Pain is fascinating! (I’m sure if you are in pain right now though, you don’t think it’s fascinating. You probably just want it to stop.)

Like many people, pain brought me to Pilates. 25-odd years ago, I was desperately looking for a solution to chronic back pain. When I was 22 (and a student), I had fairly major surgery on my spine for two prolapsed discs. For the 18 months prior to surgery, I’d been in agony. For someone so young, I felt like an old woman. I just couldn’t understand what was wrong.

When I recovered from the back operation, it seemed to have been a miracle cure. I was pain-free and was able to return to racing, sailing dinghys, skiing, cycling— all the things I loved. But! 5 years later, my back problems returned tenfold. I lost power and feeling in my left foot, had no reflex in my right ankle, and it felt like a spear had been thrust through my left calf. I couldn’t work, in fact, I couldn’t do anything. I was advised to have a second operation, but this time there was a risk of permanent damage and even paralysis. I was terrified.

After a long road, I eventually found Pilates and my journey back to health began. Learning to move well and build strength was vital, but that was only half the solution. Learning about pain was the other half.

What is the purpose of pain? What is your brain trying to tell you when you feel pain?

Pain is the most powerful protective device the human organism has. It can literally stop you in your tracks. Think about twisting your ankle – how the pain makes you hobble and take the load of the damaged joint. Pain in this instance is protecting you from doing more harm to that ankle. Sometimes though, we feel pain long after tissues have healed, or even when we have done nothing to cause damage to tissues in the first place.

Pain science has changed the way we understand pain. For those of us working with people in pain, we may have to revise our own belief systems as well as those we teach Pilates to.

A common misconception is that pain originates in the tissues. You stand on a nail and the pain travels up to the brain. Actually, all pain is created in the brain. We don’t even have pain sensors or pain pathways. Rather, we scrutinize a diverse range of information by sampling our tissues – the world around us, thoughts, beliefs, even past experiences. Our brains weigh the world to decide if the pain is useful or not. We call this the bio-psycho-social model of pain, and it has replaced the old bio-medical model of pain.

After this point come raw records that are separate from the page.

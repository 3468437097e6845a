//! Static site build command.

use std::path::{Path, PathBuf};

use anyhow::Result;
use vellum_static::SiteBuilder;

use crate::config::ConfigFile;

/// Run the build command.
pub async fn run(config_path: &Path, output: Option<PathBuf>, minify: Option<bool>) -> Result<()> {
    tracing::info!("Building site...");

    let file_config = ConfigFile::load(config_path)?;

    let mut config = file_config.site_config();
    if let Some(output) = output {
        config.output_dir = output;
    }
    if let Some(minify) = minify {
        config.minify = minify;
    }

    let result = tokio::task::spawn_blocking(move || SiteBuilder::new(config).build()).await??;

    tracing::info!(
        "Built {} pages ({} posts, {} diagrams) in {}ms",
        result.pages,
        result.posts,
        result.diagrams,
        result.duration_ms
    );

    tracing::info!("Output: {}", result.output_dir.display());

    Ok(())
}
//! Registry of external assets a rendered page depends on.
//!
//! Replaces ad-hoc "is this script tag already in the document?" probing
//! with an explicit set of requested URLs. Each URL is included at most
//! once per page, in first-request order, and a stage that requests
//! nothing adds nothing to the page.

use std::collections::HashSet;

/// Collects the script and stylesheet URLs a page needs.
#[derive(Debug, Default)]
pub struct AssetRegistry {
    seen: HashSet<String>,
    scripts: Vec<String>,
    styles: Vec<String>,
}

impl AssetRegistry {
    pub fn new() -> Self {
        Self::default()
    }

    /// Request a script URL. Returns true if it was newly registered.
    pub fn require_script(&mut self, url: &str) -> bool {
        if !self.seen.insert(url.to_string()) {
            return false;
        }
        self.scripts.push(url.to_string());
        true
    }

    /// Request a stylesheet URL. Returns true if it was newly registered.
    pub fn require_style(&mut self, url: &str) -> bool {
        if !self.seen.insert(url.to_string()) {
            return false;
        }
        self.styles.push(url.to_string());
        true
    }

    /// Registered script URLs in request order.
    pub fn scripts(&self) -> &[String] {
        &self.scripts
    }

    /// Registered stylesheet URLs in request order.
    pub fn styles(&self) -> &[String] {
        &self.styles
    }
}
//! Template engine for rendering blog pages.

use minijinja::Environment;
use serde::Serialize;

use vellum_store::LikeView;

/// A summary card on the index page.
#[derive(Debug, Clone, Serialize)]
pub struct PostCard {
    /// Post id
    pub id: String,
    /// Post title
    pub title: String,
    /// Link to the detail page
    pub href: String,
    /// Formatted publication date
    pub date_display: String,
    /// Summary text (placeholder already applied)
    pub summary: String,
}

/// Context for the index page.
#[derive(Debug, Clone, Serialize)]
pub struct IndexContext {
    /// Full document title
    pub page_title: String,
    /// Site title shown in the header
    pub site_title: String,
    /// Base URL
    pub base_url: String,
    /// Summary cards, already sorted
    pub cards: Vec<PostCard>,
    /// Placeholder shown instead of cards (empty store or load failure)
    pub notice: Option<String>,
    /// Extra stylesheet URLs for this page
    pub styles: Vec<String>,
    /// Extra script URLs for this page
    pub scripts: Vec<String>,
    /// Include the dev-server reload client
    pub live_reload: bool,
}

/// Context for a single post page.
#[derive(Debug, Clone, Serialize)]
pub struct PostContext {
    pub page_title: String,
    pub site_title: String,
    pub base_url: String,
    /// Post id, carried on the article and the like control
    pub post_id: String,
    /// Post title
    pub title: String,
    /// Formatted publication date
    pub date_display: String,
    /// Rendered post body HTML
    pub content: String,
    /// Initial state of the like control
    pub like: LikeView,
    pub styles: Vec<String>,
    pub scripts: Vec<String>,
    pub live_reload: bool,
}

/// Context for the not-found page.
#[derive(Debug, Clone, Serialize)]
pub struct NotFoundContext {
    pub page_title: String,
    pub site_title: String,
    pub base_url: String,
    /// Explanation under the heading
    pub message: String,
    /// Always the disabled view
    pub like: LikeView,
    pub styles: Vec<String>,
    pub scripts: Vec<String>,
    pub live_reload: bool,
}

/// Template engine using minijinja.
pub struct TemplateEngine {
    env: Environment<'static>,
}

impl TemplateEngine {
    /// Create a new template engine with the embedded templates.
    pub fn new() -> Self {
        let mut env = Environment::new();

        env.add_template_owned("base.html".to_string(), BASE_TEMPLATE.to_string())
            .expect("Failed to add base template");
        env.add_template_owned("index.html".to_string(), INDEX_TEMPLATE.to_string())
            .expect("Failed to add index template");
        env.add_template_owned("post.html".to_string(), POST_TEMPLATE.to_string())
            .expect("Failed to add post template");
        env.add_template_owned("not_found.html".to_string(), NOT_FOUND_TEMPLATE.to_string())
            .expect("Failed to add not-found template");

        Self { env }
    }

    /// Render the index page.
    pub fn render_index(&self, context: &IndexContext) -> Result<String, minijinja::Error> {
        self.env.get_template("index.html")?.render(context)
    }

    /// Render a post page.
    pub fn render_post(&self, context: &PostContext) -> Result<String, minijinja::Error> {
        self.env.get_template("post.html")?.render(context)
    }

    /// Render the not-found page.
    pub fn render_not_found(&self, context: &NotFoundContext) -> Result<String, minijinja::Error> {
        self.env.get_template("not_found.html")?.render(context)
    }
}

impl Default for TemplateEngine {
    fn default() -> Self {
        Self::new()
    }
}

const BASE_TEMPLATE: &str = r##"<!DOCTYPE html>
<html lang="en">
<head>
  <meta charset="utf-8">
  <meta name="viewport" content="width=device-width, initial-scale=1">
  <title>{{ page_title }}</title>
  <link rel="stylesheet" href="{{ base_url }}assets/main.css">
  {% for style in styles %}<link rel="stylesheet" href="{{ style }}">
  {% endfor %}</head>
<body>
  <header class="site-header">
    <a href="{{ base_url }}" class="site-title">{{ site_title }}</a>
  </header>
  <main class="main">
    {% block content %}{% endblock %}
  </main>
  {% for script in scripts %}<script src="{{ script }}"></script>
  {% endfor %}<script src="{{ base_url }}assets/main.js"></script>
  {% if live_reload %}<script src="/__reload.js"></script>
  {% endif %}</body>
</html>"##;

const INDEX_TEMPLATE: &str = r##"{% extends "base.html" %}

{% block content %}
<section id="posts-container">
{% if notice %}  <p class="posts-notice">{{ notice }}</p>
{% endif %}{% for card in cards %}  <article class="post-card" data-id="{{ card.id }}">
    <h2><a href="{{ card.href }}">{{ card.title }}</a></h2>
    <div class="post-meta"><p>Published {{ card.date_display }}</p></div>
    <p class="post-summary">{{ card.summary }}</p>
  </article>
{% endfor %}</section>
{% endblock %}"##;

const POST_TEMPLATE: &str = r##"{% extends "base.html" %}

{% block content %}
<article id="post-content" class="markdown-body" data-id="{{ post_id }}">
  <h2>{{ title }}</h2>
  <div class="post-meta"><p>Published {{ date_display }}</p></div>
  <div class="post-body">{{ content | safe }}</div>
</article>
<div class="like-area">
  <button id="like-button" type="button" class="like-button{% if like.css_class %} {{ like.css_class }}{% endif %}" data-post-id="{{ post_id }}"{% if like.disabled %} disabled{% endif %}>{{ like.label }}</button>
  <span id="like-status">{{ like.status }}</span>
</div>
{% endblock %}"##;

const NOT_FOUND_TEMPLATE: &str = r##"{% extends "base.html" %}

{% block content %}
<article id="post-content">
  <h2>Post not found</h2>
  <p>{{ message }}</p>
</article>
<div class="like-area">
  <button id="like-button" type="button" class="like-button" disabled>{{ like.label }}</button>
  <span id="like-status"></span>
</div>
{% endblock %}"##;

#[cfg(test)]
mod tests {
    use super::*;

    fn index_context() -> IndexContext {
        IndexContext {
            page_title: "My Blog".to_string(),
            site_title: "My Blog".to_string(),
            base_url: "/".to_string(),
            cards: vec![],
            notice: None,
            styles: vec![],
            scripts: vec![],
            live_reload: false,
        }
    }

    #[test]
    fn renders_index_cards_in_order() {
        let engine = TemplateEngine::new();
        let mut context = index_context();
        context.cards = vec![
            PostCard {
                id: "p2".to_string(),
                title: "Newer".to_string(),
                href: "/post/p2/".to_string(),
                date_display: "June 1, 2024".to_string(),
                summary: "second".to_string(),
            },
            PostCard {
                id: "p1".to_string(),
                title: "Older".to_string(),
                href: "/post/p1/".to_string(),
                date_display: "January 1, 2024".to_string(),
                summary: "first".to_string(),
            },
        ];

        let html = engine.render_index(&context).unwrap();

        let newer = html.find("Newer").unwrap();
        let older = html.find("Older").unwrap();
        assert!(newer < older);
        assert!(html.contains("href=\"/post/p2/\""));
    }

    #[test]
    fn index_notice_replaces_cards() {
        let engine = TemplateEngine::new();
        let mut context = index_context();
        context.notice = Some("No posts yet.".to_string());

        let html = engine.render_index(&context).unwrap();

        assert!(html.contains("No posts yet."));
        assert!(!html.contains("post-card"));
    }

    #[test]
    fn renders_post_with_like_control() {
        let engine = TemplateEngine::new();
        let context = PostContext {
            page_title: "Hello - My Blog".to_string(),
            site_title: "My Blog".to_string(),
            base_url: "/".to_string(),
            post_id: "p1".to_string(),
            title: "Hello".to_string(),
            date_display: "June 1, 2024".to_string(),
            content: "<p>Body</p>".to_string(),
            like: LikeView::for_state(false),
            styles: vec![],
            scripts: vec!["https://example.com/mermaid.js".to_string()],
            live_reload: false,
        };

        let html = engine.render_post(&context).unwrap();

        assert!(html.contains("<title>Hello - My Blog</title>"));
        assert!(html.contains("Published June 1, 2024"));
        assert!(html.contains("<p>Body</p>"));
        assert!(html.contains("data-post-id=\"p1\""));
        assert!(html.contains("<script src=\"https://example.com/mermaid.js\"></script>"));
        assert!(!html.contains("disabled"));
    }

    #[test]
    fn not_found_page_disables_the_like_control() {
        let engine = TemplateEngine::new();
        let context = NotFoundContext {
            page_title: "Post not found - My Blog".to_string(),
            site_title: "My Blog".to_string(),
            base_url: "/".to_string(),
            message: "The requested post does not exist.".to_string(),
            like: LikeView::disabled(),
            styles: vec![],
            scripts: vec![],
            live_reload: false,
        };

        let html = engine.render_not_found(&context).unwrap();

        assert!(html.contains("Post not found"));
        assert!(html.contains("disabled"));
    }

    #[test]
    fn live_reload_script_only_in_dev() {
        let engine = TemplateEngine::new();
        let mut context = index_context();

        let html = engine.render_index(&context).unwrap();
        assert!(!html.contains("/__reload.js"));

        context.live_reload = true;
        let html = engine.render_index(&context).unwrap();
        assert!(html.contains("/__reload.js"));
    }
}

Consider these examples where the pain experienced was wildly different to the level of tissue damage.

Professor Joanna Bourke researched pain in war settings. Many, war-wounded people have said that the initial sensation of being hit by a missile is similar to being struck with a stone or a lump of mud. Professor Bourke states, “My research uncovered one pilot who observed that being struck by a shard of shrapnel “felt like a prodding finger,” while another admitted that his only thought was “that’s funny … I’ve been wounded.” Other soldiers simply recalled that they felt nothing except intense relief. “I do believe I’m going to survive this war after all,” said one.

Contrarily, consider a smaller dose of pain. Who has had a paper cut? It’s not deep, there’s not much tissue damage, but it is so painful!

In low-back pain, research has shown that the amount of nerve and disc damage rarely relates to the amount of pain experienced. Jenson (1994) performed MRI scans on 98 asymptomatic people — meaning no pain or symptoms at all. Only 36% had normal discs at all levels. The other 64% had either disc bulges or abnormalities. Many showed degeneration. Remember these people had no pain whatsoever. His conclusion was that the discovery by MRI of bulges or protrusions in people with low-back pain may frequently be coincidental.

Pain is definitely a message—it grabs our attention. But if it’s not about how much damage we have done to tissue, what is the message? Why would someone with a horrific injury feel little or no pain while a minor paper cut hurts so much?

Pain is actually a measure of how threatened or safe our brain thinks we are. If our brains think our organism is under threat, it will generate pain to get us to do something about it. Pain is designed to protect.

Research has shown that learning about pain can actually reduce pain. Knowledge makes our brains feel safe. We are amazing bioplastic beings. Sometimes we learn to be over-protective, and an old injury can stay painful long after tissues have healed. The good news is that we can change and re-wire our brains to be less protective and to calm down an over-sensitive ‘danger alarm’ system.

As Pilates teachers, we can use movement to shift someone’s ‘protect by pain’ buffer back into a normal range. Using tools like graded movement and education can help people experience less pain and become more active. For Pilates teachers, learning about pain can give you confidence to know what is safe and not safe and how best to help people. Sharing pain education is transformative and can easily be peppered into a Pilates session.

The spine is incredibly strong, tissues heal, and muscles love to move. Our amazing brains are bioplastic, they learn and adapt. There is so much we can do to actively change people’s pain levels and ultimately move them towards a pain-free life.

Joseph Pilates said “Change happens through movement and movement heals.” Combine movement with pain education and that healing can be profound.